We begin from the perspective that our lives are not our own, but the One to Whom we belong has given us many good things to enjoy. What can compare with reading a book, something funny or poignant or revelatory, and suddenly discovering that the Lord is reading along, sharing our delight when we laugh at Mrs. Pringle of Fairacre, lamenting that the new young Doctor doesn’t believe she is following her diet, just because she gained a few pounds.
And when Fanny Dashwood talks her husband down from every possible financial assistance to his widowed stepmother and stepsisters, from the gift of a small stipend and a home which he could afford to give, to the occasional behest of a few pounds on special occasions, to Fanny’s penultimate remedy of looking in on them from time to time, and all this while the opening credits to roll, we cringe and shake our heads in derision, and we aren’t alone.

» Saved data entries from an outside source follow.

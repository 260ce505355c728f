//! End-of-turn task queue.
//!
//! Tasks posted here run when the owner of the processing turn calls
//! [`FlushQueue::flush`], typically right before the view is pushed to the
//! screen or the client. Components use it to coalesce notifications: a
//! table posts one size notification per turn no matter how many resets
//! happened inside that turn.

use std::collections::VecDeque;
use std::sync::atomic::{AtomicU64, Ordering};

use parking_lot::Mutex;

use crate::logging::targets;

/// Upper bound on drain passes per flush. Tasks that keep posting new tasks
/// are deferred to the next flush after this many passes.
const MAX_FLUSH_PASSES: usize = 16;

/// A unique identifier for a deferred task.
#[derive(Debug, Clone, Copy, PartialEq, Eq, Hash)]
pub struct TaskId(u64);

impl TaskId {
    /// Get the raw u64 value of this task ID.
    pub fn as_u64(self) -> u64 {
        self.0
    }
}

static NEXT_TASK_ID: AtomicU64 = AtomicU64::new(1);

fn next_task_id() -> TaskId {
    TaskId(NEXT_TASK_ID.fetch_add(1, Ordering::Relaxed))
}

type BoxedTask = Box<dyn FnOnce() + Send + 'static>;

struct TaskData {
    id: TaskId,
    task: BoxedTask,
}

/// A thread-safe queue of tasks that run on the next flush.
///
/// # Example
///
/// ```
/// use gridbind_core::FlushQueue;
/// use std::sync::atomic::{AtomicUsize, Ordering};
/// use std::sync::Arc;
///
/// let queue = FlushQueue::new();
/// let runs = Arc::new(AtomicUsize::new(0));
///
/// let runs_clone = runs.clone();
/// queue.post(move || {
///     runs_clone.fetch_add(1, Ordering::SeqCst);
/// });
///
/// assert_eq!(runs.load(Ordering::SeqCst), 0);
/// assert_eq!(queue.flush(), 1);
/// assert_eq!(runs.load(Ordering::SeqCst), 1);
/// ```
#[derive(Default)]
pub struct FlushQueue {
    tasks: Mutex<VecDeque<TaskData>>,
}

impl FlushQueue {
    /// Create an empty queue.
    pub fn new() -> Self {
        Self::default()
    }

    /// Post a task to run on the next flush.
    ///
    /// Returns the task ID that can be used to cancel the task.
    pub fn post<F>(&self, task: F) -> TaskId
    where
        F: FnOnce() + Send + 'static,
    {
        let id = next_task_id();
        self.tasks.lock().push_back(TaskData {
            id,
            task: Box::new(task),
        });
        tracing::trace!(target: targets::FLUSH, task = id.as_u64(), "task posted");
        id
    }

    /// Cancel a pending task.
    ///
    /// Returns `true` if the task was found and cancelled.
    pub fn cancel(&self, id: TaskId) -> bool {
        let mut tasks = self.tasks.lock();
        if let Some(pos) = tasks.iter().position(|t| t.id == id) {
            tasks.remove(pos);
            true
        } else {
            false
        }
    }

    /// Check if there are any pending tasks.
    pub fn has_pending(&self) -> bool {
        !self.tasks.lock().is_empty()
    }

    /// Get the number of pending tasks.
    pub fn pending_count(&self) -> usize {
        self.tasks.lock().len()
    }

    /// Run every pending task in posting order.
    ///
    /// Tasks run with the queue unlocked, so a task may post follow-up work;
    /// follow-ups run in the same flush. Returns the number of tasks run.
    pub fn flush(&self) -> usize {
        let mut processed = 0;
        for _ in 0..MAX_FLUSH_PASSES {
            let batch: Vec<TaskData> = self.tasks.lock().drain(..).collect();
            if batch.is_empty() {
                break;
            }
            for task_data in batch {
                (task_data.task)();
                processed += 1;
            }
        }
        if processed > 0 {
            tracing::debug!(target: targets::FLUSH, processed, "flush complete");
        }
        processed
    }
}

static_assertions::assert_impl_all!(FlushQueue: Send, Sync);

#[cfg(test)]
mod tests {
    use super::*;
    use std::sync::Arc;

    #[test]
    fn test_tasks_run_in_order() {
        let queue = FlushQueue::new();
        let order = Arc::new(Mutex::new(Vec::new()));

        for i in 0..3 {
            let order = order.clone();
            queue.post(move || order.lock().push(i));
        }

        assert_eq!(queue.pending_count(), 3);
        assert_eq!(queue.flush(), 3);
        assert_eq!(*order.lock(), vec![0, 1, 2]);
        assert!(!queue.has_pending());
    }

    #[test]
    fn test_cancel() {
        let queue = FlushQueue::new();
        let ran = Arc::new(Mutex::new(false));

        let ran_clone = ran.clone();
        let id = queue.post(move || *ran_clone.lock() = true);
        assert!(queue.cancel(id));
        assert!(!queue.cancel(id));

        assert_eq!(queue.flush(), 0);
        assert!(!*ran.lock());
    }

    #[test]
    fn test_task_may_post_follow_up() {
        let queue = Arc::new(FlushQueue::new());
        let ran = Arc::new(Mutex::new(Vec::new()));

        let queue_clone = queue.clone();
        let ran_clone = ran.clone();
        queue.post(move || {
            ran_clone.lock().push("first");
            let ran_inner = ran_clone.clone();
            queue_clone.post(move || ran_inner.lock().push("second"));
        });

        assert_eq!(queue.flush(), 2);
        assert_eq!(*ran.lock(), vec!["first", "second"]);
    }

    #[test]
    fn test_flush_empty_queue() {
        let queue = FlushQueue::new();
        assert_eq!(queue.flush(), 0);
    }
}
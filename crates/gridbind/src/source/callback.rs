//! Pull provider built from a fetch and a size callback.

use std::sync::Arc;

use gridbind_core::logging::targets;
use gridbind_core::{Signal, Subscription};
use parking_lot::RwLock;

use super::{DataChange, PullProvider};
use crate::error::FetchError;
use crate::query::Query;

/// Fetch callback receiving the query with the source's filter attached.
pub type FetchCallback<T, F> = Arc<dyn Fn(&Query<F>) -> Result<Vec<T>, FetchError> + Send + Sync>;

/// Size callback receiving the query with the source's filter attached.
pub type SizeCallback<F> = Arc<dyn Fn(&Query<F>) -> Result<usize, FetchError> + Send + Sync>;

/// A [`PullProvider`] made of two closures and a filter value of any type.
///
/// The filter is owned by the source, not by the table: changing it with
/// [`set_filter`](Self::set_filter) announces a refresh-all, and every query
/// the callbacks receive carries the current value.
///
/// # Example
///
/// ```
/// use gridbind::query::Query;
/// use gridbind::source::CallbackSource;
///
/// let words = vec!["alpha", "beta", "gamma"];
/// let fetch_words = words.clone();
///
/// let source = CallbackSource::new(
///     move |query: &Query<String>| {
///         let matching: Vec<&str> = fetch_words
///             .iter()
///             .copied()
///             .filter(|w| query.filter().is_none_or(|f| w.contains(f.as_str())))
///             .collect();
///         Ok(query.window(&matching).to_vec())
///     },
///     move |query: &Query<String>| {
///         Ok(words
///             .iter()
///             .filter(|w| query.filter().is_none_or(|f| w.contains(f.as_str())))
///             .count())
///     },
/// );
/// source.set_filter(Some("a".to_string()));
/// ```
pub struct CallbackSource<T, F = ()> {
    fetch: FetchCallback<T, F>,
    size: SizeCallback<F>,
    filter: RwLock<Option<F>>,
    changes: Signal<DataChange<T>>,
}

impl<T, F> CallbackSource<T, F>
where
    T: Send + Sync + 'static,
    F: Clone + Send + Sync + 'static,
{
    /// Creates a source from a fetch and a size callback.
    pub fn new<FetchFn, SizeFn>(fetch: FetchFn, size: SizeFn) -> Self
    where
        FetchFn: Fn(&Query<F>) -> Result<Vec<T>, FetchError> + Send + Sync + 'static,
        SizeFn: Fn(&Query<F>) -> Result<usize, FetchError> + Send + Sync + 'static,
    {
        Self {
            fetch: Arc::new(fetch),
            size: Arc::new(size),
            filter: RwLock::new(None),
            changes: Signal::new(),
        }
    }

    /// Sets the filter value passed to both callbacks and announces a
    /// refresh-all.
    pub fn set_filter(&self, filter: Option<F>) {
        *self.filter.write() = filter;
        self.refresh_all();
    }

    /// The current filter value.
    pub fn filter(&self) -> Option<F> {
        self.filter.read().clone()
    }

    /// Registers a change listener for as long as the returned subscription
    /// lives.
    pub fn add_change_listener<L>(&self, listener: L) -> Subscription
    where
        L: Fn(&DataChange<T>) + Send + Sync + 'static,
    {
        self.changes.subscribe(listener)
    }

    /// Announces that everything may have changed.
    pub fn refresh_all(&self) {
        tracing::trace!(target: targets::SOURCE, kind = "pull", "refresh all");
        self.changes.emit(DataChange::RefreshAll);
    }

    /// Announces that one item's content changed.
    pub fn refresh_item(&self, item: T) {
        tracing::trace!(target: targets::SOURCE, kind = "pull", "refresh item");
        self.changes.emit(DataChange::RefreshItem(item));
    }

    fn filtered(&self, query: &Query) -> Query<F> {
        query.clone().with_filter(self.filter())
    }
}

impl<T, F> PullProvider<T> for CallbackSource<T, F>
where
    T: Send + Sync + 'static,
    F: Clone + Send + Sync + 'static,
{
    fn fetch(&self, query: &Query) -> Result<Vec<T>, FetchError> {
        (self.fetch)(&self.filtered(query))
    }

    fn size(&self, query: &Query) -> Result<usize, FetchError> {
        (self.size)(&self.filtered(query))
    }

    fn changes(&self) -> &Signal<DataChange<T>> {
        &self.changes
    }
}

impl<T: Send + 'static, F> std::fmt::Debug for CallbackSource<T, F> {
    fn fmt(&self, f: &mut std::fmt::Formatter<'_>) -> std::fmt::Result {
        f.debug_struct("CallbackSource")
            .field("filtered", &self.filter.read().is_some())
            .field("listeners", &self.changes.connection_count())
            .finish()
    }
}

static_assertions::assert_impl_all!(CallbackSource<String, String>: Send, Sync);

That is part of the secret. We are not alone, not in work or at play, not when we read or rest or rake the yard. If we could master this one thing, that what we do, we do with the Lord, and for His pleasure’s sake, we would enjoy the best Recreation to be had. We would know Him as seldom He is known, for all art and music, all laughter and every appreciation of beauty and good fun, come from Him. When we rejoice in pleasures, our enjoyment is His gift to us. If we can enjoy a thing with Him, delighting in His creation and creativity, even through the brush or the pen of another, we know Him better than we did before. If we think there are no boundaries, no limits as long as we are having a good time or relaxing, we don’t know Him as we should, and we will never enjoy the most exquisite pleasures of His company. Our Recreation in and with the Lord is lived out rather the way that your grandparents lived in retirement, never separated long if they could help it, doing what had to be done, working and praying, in the house, in the garden, in the community, taking little honeymoon moments for themselves every day, on the porch, over coffee, watching Jeopardy, and then padding off to bed, together.
Once again we say here in Cor Unum, these things are personal. We are the Abbesses of our own monasteries. They, monks and nuns enclosed, have prescribed hours for everything, and they like it like that. We have days and years stretching before us, hundreds of thousands of minutes to reclaim, some for work, some in devotion, some in Recreation … all for the Lord.
John 6:20 … The work of God is this, to believe on the One Whom He has sent.